Danny Way Can Still Bite You

August 1, 2008, 12:19 AM

By: Josh Brooks

This is Josh again, reporting from the Big Air jump. I caught Danny Way's warm up tonight—it consisted of chewing Titanium into little bits. When the competition began, he put the Titanium down and all sorts of madness ensued. This included, but was not limited to, Mr. Jake Brown hucking a no-handed 360 (my personal favorite) and Burnquist throwing 360 Indys 20 feet out. Andy Mac did something, too.


Darren Hendrix

Danny Way! Danny Way! Danny Way!

But back to Danny: Out of a massive backflip across the kicker, he boosted a 19-foot McTwist straight to his shins and did the most violent penny drop I've ever seen, landing on his back. Way got up slowly, took a 10 minute "one of the gnarliest slams I've ever seen" break and came back out. At one point, a media lady asked him how he was doing and Way said, "I'm pretty sure my foot's broken." Just the words made me feel like less of a man as he climbed up to the roll-in.

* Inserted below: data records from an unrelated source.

//! Budgeting service abstraction.
//!
//! Command handlers never talk to the remote server directly; they go
//! through the [`BudgetService`] trait. [`MemoryService`] keeps everything
//! in process and backs the offline shell and the tests.

mod memory;
mod services;

pub use memory::MemoryService;
pub use services::{
    Account, Budget, BudgetService, Category, Group, Id, NewTransaction, Payee, Role, Transaction,
    TransactionFilter, User,
};
//! Service trait and the records it exchanges.

use std::fmt;
use std::str::FromStr;

use budgetsh_types::error::{Result, ShellError};

/// Identifier assigned by the service.
pub type Id = u64;

// ---------------------------------------------------------------------------
// Records
// ---------------------------------------------------------------------------

/// A logged-in user.
#[derive(Debug, Clone, PartialEq, Eq)]
pub struct User {
    pub id: Id,
    pub username: String,
}

/// Role a user holds within a budget.
#[derive(Debug, Clone, Copy, PartialEq, Eq, Hash)]
pub enum Role {
    Admin,
    Manager,
    Contributor,
    Viewer,
}

impl fmt::Display for Role {
    fn fmt(&self, f: &mut fmt::Formatter<'_>) -> fmt::Result {
        let s = match self {
            Self::Admin => "ADMIN",
            Self::Manager => "MANAGER",
            Self::Contributor => "CONTRIBUTOR",
            Self::Viewer => "VIEWER",
        };
        f.write_str(s)
    }
}

impl FromStr for Role {
    type Err = ShellError;

    fn from_str(s: &str) -> Result<Self> {
        match s.to_ascii_uppercase().as_str() {
            "ADMIN" => Ok(Self::Admin),
            "MANAGER" => Ok(Self::Manager),
            "CONTRIBUTOR" => Ok(Self::Contributor),
            "VIEWER" => Ok(Self::Viewer),
            _ => Err(ShellError::Command(format!(
                "unknown role '{s}'; use ADMIN, MANAGER, CONTRIBUTOR, or VIEWER"
            ))),
        }
    }
}

/// A budget the user is a member of.
#[derive(Debug, Clone, PartialEq, Eq)]
pub struct Budget {
    pub id: Id,
    pub name: String,
    pub notes: String,
    /// The requesting user's role in this budget.
    pub role: Role,
}

/// An account under a budget.
#[derive(Debug, Clone, PartialEq, Eq)]
pub struct Account {
    pub id: Id,
    pub name: String,
    pub account_type: String,
    pub notes: String,
    /// Soft-deleted accounts are hidden unless asked for.
    pub deleted: bool,
}

/// A spending category under a budget.
#[derive(Debug, Clone, PartialEq, Eq)]
pub struct Category {
    pub id: Id,
    pub name: String,
    pub notes: String,
    /// Name of the group the category belongs to, if any.
    pub group: Option<String>,
}

/// A named group of categories.
#[derive(Debug, Clone, PartialEq, Eq)]
pub struct Group {
    pub id: Id,
    pub name: String,
    pub notes: String,
}

/// Someone money is paid to.
#[derive(Debug, Clone, PartialEq, Eq)]
pub struct Payee {
    pub id: Id,
    pub name: String,
    pub notes: String,
}

/// A transaction as it is sent to the service.
///
/// Amounts are kept as the user typed them; the service owns currency
/// arithmetic.
#[derive(Debug, Clone, Default, PartialEq, Eq)]
pub struct NewTransaction {
    pub account: String,
    /// Receiving account when the transaction is a transfer.
    pub transfer_account: Option<String>,
    pub payee: String,
    /// `YYYY-MM-DD`.
    pub date: String,
    pub notes: String,
    pub cleared: bool,
    /// Category name and amount pairs, in entry order.
    pub amounts: Vec<(String, String)>,
}

/// A transaction recorded under a budget.
#[derive(Debug, Clone, PartialEq, Eq)]
pub struct Transaction {
    pub id: Id,
    pub account: String,
    pub transfer_account: Option<String>,
    pub payee: String,
    pub date: String,
    pub notes: String,
    pub cleared: bool,
    pub amounts: Vec<(String, String)>,
}

impl Transaction {
    /// Whether the transaction moves money between two accounts.
    pub fn is_transfer(&self) -> bool {
        self.transfer_account.is_some()
    }
}

/// Narrows a transaction listing. Unset fields match everything.
#[derive(Debug, Clone, Default, PartialEq, Eq)]
pub struct TransactionFilter {
    pub account: Option<String>,
    pub category: Option<String>,
    pub payee: Option<String>,
}

impl TransactionFilter {
    /// Whether `txn` passes every set field.
    pub fn matches(&self, txn: &Transaction) -> bool {
        let account = self.account.as_deref().is_none_or(|a| {
            txn.account == a || txn.transfer_account.as_deref() == Some(a)
        });
        let category = self
            .category
            .as_deref()
            .is_none_or(|c| txn.amounts.iter().any(|(name, _)| name == c));
        let payee = self.payee.as_deref().is_none_or(|p| txn.payee == p);
        account && category && payee
    }
}

// ---------------------------------------------------------------------------
// Service
// ---------------------------------------------------------------------------

/// The remote budgeting service as seen by command handlers.
///
/// Budget-scoped calls (accounts, categories, groups, payees,
/// transactions) act on the budget last passed to
/// [`BudgetService::view_budget`].
pub trait BudgetService {
    /// Whether the server reports itself ready.
    fn server_ready(&self) -> Result<bool>;

    // -- Users --

    fn create_user(&mut self, username: &str, password: &str) -> Result<()>;
    fn login(&mut self, username: &str, password: &str) -> Result<User>;
    fn logout(&mut self) -> Result<()>;
    /// Token that resumes the current session, if a user is logged in.
    fn refresh_token(&self) -> Option<String>;
    /// Log back in with a token from an earlier session.
    fn resume_session(&mut self, token: &str) -> Result<User>;
    /// Change the logged-in user's credentials after checking the current ones.
    fn update_user(
        &mut self,
        username: &str,
        password: &str,
        new_username: &str,
        new_password: &str,
    ) -> Result<()>;
    fn delete_user(&mut self, username: &str, password: &str) -> Result<()>;

    // -- Budgets --

    fn create_budget(&mut self, name: &str, notes: &str) -> Result<Budget>;
    /// Budgets of the logged-in user, filtered to `roles` unless empty.
    fn budgets(&self, roles: &[Role]) -> Result<Vec<Budget>>;
    fn update_budget(&mut self, id: Id, name: &str, notes: &str) -> Result<()>;
    fn delete_budget(&mut self, id: Id) -> Result<()>;
    fn view_budget(&mut self, id: Id) -> Result<()>;

    // -- Accounts --

    fn create_account(&mut self, name: &str, account_type: &str, notes: &str) -> Result<Account>;
    fn accounts(&self, include_deleted: bool) -> Result<Vec<Account>>;
    fn update_account(
        &mut self,
        id: Id,
        name: &str,
        account_type: &str,
        notes: &str,
    ) -> Result<()>;
    fn restore_account(&mut self, id: Id) -> Result<()>;
    /// Soft-delete an account, or remove it entirely when `hard` is set.
    fn delete_account(&mut self, id: Id, hard: bool) -> Result<()>;

    // -- Categories --

    fn create_category(
        &mut self,
        name: &str,
        notes: &str,
        group: Option<&str>,
    ) -> Result<Category>;
    fn categories(&self, group: Option<&str>) -> Result<Vec<Category>>;
    fn update_category(
        &mut self,
        id: Id,
        name: &str,
        notes: &str,
        group: Option<&str>,
    ) -> Result<()>;
    fn delete_category(&mut self, id: Id) -> Result<()>;

    // -- Groups --

    fn create_group(&mut self, name: &str, notes: &str) -> Result<Group>;
    fn groups(&self) -> Result<Vec<Group>>;
    fn update_group(&mut self, id: Id, name: &str, notes: &str) -> Result<()>;
    fn delete_group(&mut self, id: Id) -> Result<()>;

    // -- Payees --

    fn create_payee(&mut self, name: &str, notes: &str) -> Result<Payee>;
    fn payees(&self) -> Result<Vec<Payee>>;
    fn update_payee(&mut self, id: Id, name: &str, notes: &str) -> Result<()>;
    fn delete_payee(&mut self, id: Id) -> Result<()>;

    // -- Transactions --

    fn log_transaction(&mut self, txn: NewTransaction) -> Result<Transaction>;
    fn transactions(&self, filter: &TransactionFilter) -> Result<Vec<Transaction>>;
}
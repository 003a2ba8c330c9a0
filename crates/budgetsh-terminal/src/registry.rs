//! Dynamic command registry.
//!
//! Every command the shell knows about is preregistered once at startup.
//! Session events then move names between the preregistered and registered
//! states; only registered commands can run.

use std::collections::HashMap;
use std::rc::Rc;

use crate::catalog::Handler;

/// Lifecycle state of a command name.
#[derive(Debug, Clone, Copy, PartialEq, Eq, Hash)]
pub enum RegistrationStatus {
    /// Never preregistered.
    NotRegistered,
    /// Known, but not runnable in the current session state.
    Preregistered,
    /// Runnable.
    Registered,
}

/// Registry of command handlers and their registration status.
#[derive(Debug, Default)]
pub struct CommandRegistry {
    handlers: HashMap<String, Rc<Handler>>,
    statuses: HashMap<String, RegistrationStatus>,
    /// Names made available permanently at startup.
    base: Vec<String>,
}

impl CommandRegistry {
    /// Create an empty registry.
    pub fn new() -> Self {
        Self::default()
    }

    /// Make a handler known under its command name without registering it.
    ///
    /// Handlers without a name, or whose name is already known, are
    /// rejected and the registry is left untouched.
    pub fn preregister(&mut self, handler: Handler) {
        let name = handler.name().to_string();
        if name.is_empty() {
            log::warn!("cannot preregister a handler without a name");
            return;
        }
        if self.handlers.contains_key(&name) {
            log::warn!("cannot preregister '{name}': already known");
            return;
        }
        log::debug!("preregister '{name}'");
        self.handlers.insert(name.clone(), Rc::new(handler));
        self.statuses.insert(name, RegistrationStatus::Preregistered);
    }

    /// Move a preregistered name to registered.
    ///
    /// Names that were never preregistered are ignored.
    pub fn register(&mut self, name: &str) {
        match self.statuses.get_mut(name) {
            Some(RegistrationStatus::Registered) => {
                log::warn!("register '{name}': already registered");
            },
            Some(status) => {
                log::debug!("register '{name}'");
                *status = RegistrationStatus::Registered;
            },
            None => log::warn!("cannot register '{name}': command was never preregistered"),
        }
    }

    /// Move a registered name back to preregistered.
    ///
    /// Names that were never preregistered are ignored.
    pub fn deregister(&mut self, name: &str) {
        match self.statuses.get_mut(name) {
            Some(status) if *status == RegistrationStatus::Registered => {
                log::debug!("deregister '{name}'");
                *status = RegistrationStatus::Preregistered;
            },
            Some(_) => log::warn!("deregister '{name}': not registered"),
            None => log::warn!("cannot deregister '{name}': command was never preregistered"),
        }
    }

    /// Apply the transition into `status` to every handler.
    ///
    /// `Preregistered` preregisters each handler; `Registered` registers each
    /// handler's name, which must already be known.
    pub fn batch_registration(&mut self, handlers: Vec<Handler>, status: RegistrationStatus) {
        for handler in handlers {
            match status {
                RegistrationStatus::Preregistered => self.preregister(handler),
                RegistrationStatus::Registered => self.register(handler.name()),
                RegistrationStatus::NotRegistered => {
                    log::error!("cannot batch '{}' into the unregistered state", handler.name())
                },
            }
        }
    }

    /// Preregister and register `handlers`, remembering them as base commands.
    pub fn preregister_base(&mut self, handlers: Vec<Handler>) {
        for handler in handlers {
            let name = handler.name().to_string();
            self.preregister(handler);
            self.register(&name);
            if !self.base.contains(&name) {
                self.base.push(name);
            }
        }
    }

    /// Deregister every registered non-base name; base commands end up
    /// registered whatever their state was.
    pub fn deregister_non_base_commands(&mut self) {
        let registered: Vec<String> = self
            .statuses
            .iter()
            .filter(|(name, status)| {
                **status == RegistrationStatus::Registered && !self.is_base(name)
            })
            .map(|(name, _)| name.clone())
            .collect();
        for name in &registered {
            self.deregister(name);
        }
        for name in self.base.clone() {
            if self.status(&name) != RegistrationStatus::Registered {
                self.register(&name);
            }
        }
    }

    /// Current status of `name`.
    pub fn status(&self, name: &str) -> RegistrationStatus {
        self.statuses
            .get(name)
            .copied()
            .unwrap_or(RegistrationStatus::NotRegistered)
    }

    /// The handler for `name` paired with its status, if the name is known.
    pub fn exists(&self, name: &str) -> Option<(Rc<Handler>, RegistrationStatus)> {
        let handler = self.handlers.get(name)?;
        Some((Rc::clone(handler), self.status(name)))
    }

    fn is_base(&self, name: &str) -> bool {
        self.base.iter().any(|b| b == name)
    }

    /// Handlers sorted by priority then name.
    ///
    /// Only registered handlers unless `include_unregistered` is set.
    pub fn registered_handlers(&self, include_unregistered: bool) -> Vec<Rc<Handler>> {
        let mut handlers: Vec<Rc<Handler>> = self
            .handlers
            .iter()
            .filter(|(name, _)| {
                include_unregistered || self.status(name) == RegistrationStatus::Registered
            })
            .map(|(_, handler)| Rc::clone(handler))
            .collect();
        handlers.sort_by(|a, b| {
            a.priority()
                .cmp(&b.priority())
                .then_with(|| a.name().cmp(b.name()))
        });
        handlers
    }
}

Have you ever seen that part in Monty Python and the Holy Grail, where two knights have a sword fight because one wants to cross a bridge and the toll-keeping Black Knight ends up getting his arms and legs cut off? Dismembered, the Black Knight starts yelling at the other knight to come back. "It's just a flesh wound," he says, "I can still bite you." Well, that's kind of what I think of when I see someone as gnarly as Danny Way. I mean, he got up after all that and pulled the backflip and then added a varial to the McTwist. His foot was broken. Everyone started screaming. I felt like a puny shell of a man. To top it off, Danny went back up there, blasted the thing again, slid out, smashed his dome on the flat bottom, writhed a bit and then landed another flawless combo. After all that, he was in first.


Then Bob Burnquist got his chance. He floated the switch backside 180 and a backside 360, coming into the wall of doom to fakie. The crowd went wild again. Bob rolled back up the wedge, arms extended into the air. I thought, Danny Way. Bob's arms came back down. They held his helmet. I thought, Danny Way. Bob yelled heroically into the air. I thought, Danny Way.


Burnquist won it, understandably, but I kept thinking Danny Way over and over to myself until I walked out of the stands down into the back hallways of the Staples Center and found him leaned up against the wall, holding his kidneys, grimacing in pain as someone took the shoe off his broken foot. I wanted to find him some Titanium to chew on, but all I could do was stand there and think of how gnarly Danny Way is.